My wife and I were, and our family were evacuated this year, which has nothing to do with the importance of the people who lost their homes. And I don't want to minimize, they lost their homes because we live in a brush fire community, in my opinion. I don't know enough to say that never happened or couldn't happen, but I don't buy it. I think we just have a world that is setting itself on fire more often than it used to, and it's a tragedy. - Look, I agree with Bryce, but I've,
covered bushfires in Australia. And I don't think I'll ever forget seeing the ferocity of a bushfire up close. And it is incredible to see how a eucalyptus fire, which burn incredibly hot because eucalyptus is full of oil,
It basically melts steel. Yeah. And I've seen puddles of liquefied metal. See, I mean, I don't know anything about alleged scalar wave weapons or blue roofs. I'm not sure what that's all about. But I've certainly seen the reality of a natural bushfire completely destroying metal objects. Yeah, you don't need any... I mean, maybe, but...
Nature is a bitch. And I remember working at CNN, flying a helicopter into Palm Springs, right here in Palm Springs, where they had had a terrible fire and landing. And as I looked around, as I got out of the helicopter, all I saw were chimneys, just acres of chimneys. Just the stones were left standing. Everything else was gone. Let's take the next question.
Yeah, so I really started paying a lot of attention to this subject with the David Grush story and interview. At least recently, I have not seen him making public statements. I noticed he's working on a project. But from what you guys have been involved with, do you know if he's going to be making any more, coming up any more public statements or anything, or any other whistleblowers that might be coming forward?
That's your role. I can tell you, David is working incredibly hard behind the scenes. As you probably all know, he's working for Representative Eric Burleson in the Congress, who's a member of the so-called UAP caucus. And I know...

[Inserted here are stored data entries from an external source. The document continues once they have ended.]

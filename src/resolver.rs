//! Extension resolver.
//!
//! Pages declaring `extends` are resolved through a FIFO worklist:
//!
//! ```text
//! pop page P ──► base route = registry[P.extends]
//!                   │
//!        ┌──────────┼─────────────────────────┐
//!        ▼          ▼                         ▼
//!   not found    base pending            base ready
//!   (settle as   (push P back,           (merge every ancestor layer,
//!   unresolved)   wait for base)          oldest first, into P)
//! ```
//!
//! A base is ready once it declares no `extends` or is settled (resolved or
//! unresolved), so multi-level chains compose in dependency order no matter
//! how they were declared. When every queued page has been deferred once
//! since the last merge, nothing can progress anymore: the remaining pages
//! sit on an extension cycle and the pass fails.
//!
//! # Merge
//!
//! For each ancestor layer `A` of `P`:
//! - functions `P` doesn't declare are copied into `P.base_functions[A]`;
//!   declared ones fully override.
//! - properties `P` doesn't declare are copied into `P.base_properties[A]`;
//!   declared ones inherit field by field ([`Property::inherit_from`]).

use crate::{
    content::Pages,
    error::ResolveError,
    log,
    page::{Function, Page, Property, Resolution},
    registry::TypeRegistry,
    warning::Warning,
};
use std::collections::VecDeque;

/// Counts reported after a successful resolution.
#[derive(Debug, Clone, Copy, Default, PartialEq, Eq)]
pub struct ResolveSummary {
    pub resolved: usize,
    pub unresolved: usize,
}

/// Members contributed by one ancestor.
struct Layer {
    type_name: String,
    functions: Vec<Function>,
    properties: Vec<Property>,
}

impl Layer {
    fn of(page: &Page) -> Self {
        Self {
            type_name: page.type_name.clone(),
            functions: page.functions.clone(),
            properties: page.properties.clone(),
        }
    }
}

/// Resolve every page with a non-empty `extends`.
pub fn resolve_extensions(
    pages: &mut Pages,
    registry: &TypeRegistry,
    warnings: &mut Vec<Warning>,
) -> Result<ResolveSummary, ResolveError> {
    let mut queue: VecDeque<String> = VecDeque::new();
    for (route, page) in pages.iter_mut() {
        if !page.extends.is_empty() {
            page.resolution = Resolution::Pending;
            queue.push_back(route.clone());
        }
    }

    let mut summary = ResolveSummary::default();
    // deferrals since the last settled page
    let mut stalled = 0;

    while let Some(route) = queue.pop_front() {
        let Some(page) = pages.get(&route) else {
            continue;
        };

        let base_route = registry
            .lookup(&page.extends)
            .filter(|base| pages.contains_key(*base))
            .map(str::to_owned);

        let Some(base_route) = base_route else {
            warnings.push(Warning::UnresolvedBase {
                route: route.clone(),
                type_name: page.type_name.clone(),
                extends: page.extends.clone(),
            });
            if let Some(page) = pages.get_mut(&route) {
                page.resolution = Resolution::Unresolved;
            }
            summary.unresolved += 1;
            stalled = 0;
            continue;
        };

        if !pages[&base_route].ready_as_base() {
            queue.push_back(route);
            stalled += 1;
            if stalled >= queue.len() {
                return Err(cycle_error(pages, &queue));
            }
            continue;
        }

        let layers = ancestor_layers(pages, &base_route);
        if let Some(page) = pages.get_mut(&route) {
            for layer in layers {
                merge_layer(page, layer);
            }
            page.base = Some(base_route);
            page.resolution = Resolution::Resolved;
        }
        summary.resolved += 1;
        stalled = 0;
    }

    log!(
        "resolve";
        "{} extensions resolved, {} unresolved",
        summary.resolved,
        summary.unresolved
    );
    Ok(summary)
}

/// Layers of `base_route` and all its resolved ancestors, oldest first.
fn ancestor_layers(pages: &Pages, base_route: &str) -> Vec<Layer> {
    let mut layers = Vec::new();
    let mut next = Some(base_route);

    // base links always point at pages settled earlier, so the chain ends;
    // the bound only guards against a hand-built inconsistent map
    while let Some(route) = next.take() {
        if layers.len() > pages.len() {
            break;
        }
        let Some(page) = pages.get(route) else {
            break;
        };
        layers.push(Layer::of(page));
        next = page.base.as_deref();
    }

    layers.reverse();
    layers
}

fn merge_layer(page: &mut Page, layer: Layer) {
    for function in layer.functions {
        if page.function(&function.name).is_none() {
            page.base_functions
                .entry(layer.type_name.clone())
                .or_default()
                .push(function);
        }
    }

    for property in layer.properties {
        match page.properties.iter_mut().find(|p| p.name == property.name) {
            Some(own) => own.inherit_from(&property),
            None => page
                .base_properties
                .entry(layer.type_name.clone())
                .or_default()
                .push(property),
        }
    }
}

fn cycle_error(pages: &Pages, stuck: &VecDeque<String>) -> ResolveError {
    let mut types: Vec<String> = stuck
        .iter()
        .map(|route| match pages.get(route) {
            Some(page) if !page.type_name.is_empty() => page.type_name.clone(),
            _ => route.clone(),
        })
        .collect();
    types.sort();
    types.dedup();
    ResolveError::CyclicExtension { types }
}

I think a lot of people have said this to me. They don't feel that much is happening in Congress at the moment. And I kind of agree. I'm a bit disappointed that there hasn't been a lot of momentum in Congress. I was actually having an argument this morning with a lawyer online who was trying to persuade me that there is a lot happening in Congress. And I said, look, I'm actually really despondent that...
David's allegations never resulted in even an effort by, say, the chairman of one of these oversight committees like the Senate Select Committee for Intelligence or the Senate Armed Services Committee, to whom he gave sworn evidence. I've never, ever...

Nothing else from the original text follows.